A punto de entrar la década siguiente, Marola se traslada a Madrid y allí se convierte en colaborador gráfico de un semanario. Pero le dura poco la aventura capitalina. A los cuatro años vuelve a Gijón y ya no para. Comparte páginas en la prensa local con gentes como Aurelio Suárez o Alfredo Truan. Sólo la guerra civil interrumpe sus caricaturas y sus carteles.

Personajes de una época

Marola llegó a retratar a los más ilustres asturianos. Los políticos, los literatos y los artistas, sobre todo los actores de teatro, eran sus favoritos. Pero esta exposición demuestra que para sus dibujos no había fronteras territoriales y sí un evidente interés por los acontecimientos que estaban haciendo historia.

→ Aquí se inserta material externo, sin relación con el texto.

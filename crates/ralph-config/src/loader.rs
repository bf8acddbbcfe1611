//! Layered config file discovery and loading.
//!
//! Precedence, lowest to highest:
//!
//! 1. Embedded defaults (`defaults.toml`, compiled into the binary)
//! 2. System (`/etc/ralph/config.toml`)
//! 3. User (`~/.ralph/config.toml`)
//! 4. Workspace (`{workspace_root}/.ralph/config.toml`)
//!
//! Each layer is parsed as a bare [`toml::Value`] and deep-merged into the
//! accumulated table before the final deserialize into [`Config`], so a
//! layer may set just the one field it cares about.

use std::path::{Path, PathBuf};

use toml::Value;
use tracing::{debug, info};

use crate::error::{ConfigError, ConfigResult};
use crate::merge::deep_merge;
use crate::types::Config;
use crate::validate;

const DEFAULTS_TOML: &str = include_str!("defaults.toml");

/// Loads the layered configuration, validating the result.
///
/// `workspace_root` is the current project root; the workspace layer is
/// skipped when `None`. `home_override` replaces `$HOME` for user-layer
/// discovery (tests; a real process leaves this `None`).
///
/// # Errors
///
/// Returns a [`ConfigError`] if any present layer is not valid TOML, the
/// merged result does not deserialize into [`Config`], or validation
/// fails.
pub fn load(workspace_root: Option<&Path>, home_override: Option<&Path>) -> ConfigResult<Config> {
    let mut merged = parse(DEFAULTS_TOML, "<embedded defaults>")?;

    let system_path = PathBuf::from("/etc/ralph/config.toml");
    if let Some(overlay) = try_load_file(&system_path)? {
        debug!(path = %system_path.display(), "loaded system config layer");
        deep_merge(&mut merged, &overlay);
    }

    let home_dir = home_override.map(Path::to_path_buf).or_else(|| std::env::var_os("HOME").map(PathBuf::from));
    if let Some(home_dir) = &home_dir {
        let user_path = home_dir.join(".ralph").join("config.toml");
        if let Some(overlay) = try_load_file(&user_path)? {
            debug!(path = %user_path.display(), "loaded user config layer");
            deep_merge(&mut merged, &overlay);
        }
    }

    if let Some(workspace_root) = workspace_root {
        let workspace_path = workspace_root.join(".ralph").join("config.toml");
        if let Some(overlay) = try_load_file(&workspace_path)? {
            debug!(path = %workspace_path.display(), "loaded workspace config layer");
            deep_merge(&mut merged, &overlay);
        }
    }

    let merged_text = toml::to_string(&merged).expect("merged config table always serializes");
    let config: Config = toml::from_str(&merged_text).map_err(ConfigError::Deserialize)?;
    validate::validate(&config)?;
    info!(provider = %config.model.provider, model = %config.model.model, "configuration loaded");
    Ok(config)
}

/// Loads and validates a single file with no layering, for `--config <path>`
/// style explicit overrides.
///
/// # Errors
///
/// Returns a [`ConfigError`] if the file cannot be read, is not valid TOML,
/// or the result fails validation.
pub fn load_file(path: &Path) -> ConfigResult<Config> {
    let text = std::fs::read_to_string(path).map_err(|source| ConfigError::Io { path: path.display().to_string(), source })?;
    let config: Config = toml::from_str(&text).map_err(ConfigError::Deserialize)?;
    validate::validate(&config)?;
    Ok(config)
}

fn try_load_file(path: &Path) -> ConfigResult<Option<Value>> {
    match std::fs::read_to_string(path) {
        Ok(text) => Ok(Some(parse(&text, &path.display().to_string())?)),
        Err(e) if e.kind() == std::io::ErrorKind::NotFound => Ok(None),
        Err(source) => Err(ConfigError::Io { path: path.display().to_string(), source }),
    }
}

fn parse(text: &str, path: &str) -> ConfigResult<Value> {
    toml::from_str(text).map_err(|source| ConfigError::Parse { path: path.to_string(), source })
}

Así en el Museo Jovellanos se pueden encontrar caricaturas de miembros de la Compañía Asturiana de Comedias, frente a gentes como Benito Mussolini, Adolf Hitler o Manuel Azaña, que enmarcan el momento socio-político que le tocó vivir.

Unos y otros personajes eran representados del modo más variado. No era Marola un creador de caricaturas con estructura unitaria. A unos personajes les dibujaba de perfil, a otros de frente, con el cuerpo completo o sólo su cabeza. Todo dependía de dónde estaba el elemento que el retratista quería destacar. Eso sí, todos los retratos muestra una absoluta economía de medios, la búsqueda constante del máximo partido de una línea. Esto, cuentan expertos como Rosa Quirós, le diferencia de otros caricaturistas, como por ejemplo, Evaristo Valle, que gustaba de reflejar mucho más detalle de sus personajes, además de ofrecerles siempre de cuerpo entero.

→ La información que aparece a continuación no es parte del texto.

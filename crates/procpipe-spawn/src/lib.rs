// SPDX-License-Identifier: MIT OR Apache-2.0
#![doc = include_str!("../README.md")]
#![deny(unsafe_code)]
#![warn(missing_docs)]

pub mod error;
pub mod options;
pub mod process;
pub mod stream;

pub use error::{SpawnError, StreamKind};
pub use options::SpawnOptions;
pub use process::{LineMap, OutputLine, spawn, spawn_tagged};
pub use stream::LineStream;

Recordaba ayer Lucía Peláez, directora del Museo Jovellanos, al abrir la exposición, que «antes del Marola pintor, ampliamente difundido en los años sesenta y setenta del siglo pasado, existió un espléndido dibujante que desarrolló una intensa actividad en torno a los años de la Segunda República».

Rescatar el arte gráfico

Por su parte, Emilio Marcos Vallaure, director del Bellas Artes de Asturias, también partícipe del acto inaugural, habló del «lenguaje moderno» del creador, de cómo rompió con sus trazos el academicismo de sus tiempos. Pero no sólo se refirió Vallaure a las caricaturas de Marola. Recordó en su intervención las 2.000 piezas que custodia su museo y la necesidad de catalogarlas y sacarlas a la luz, algo que se irá haciendo con la colaboración del Museo Jovellanos, «que permitirá el estudio conjunto de todo el patrimonio que tiene Asturias en arte gráfico».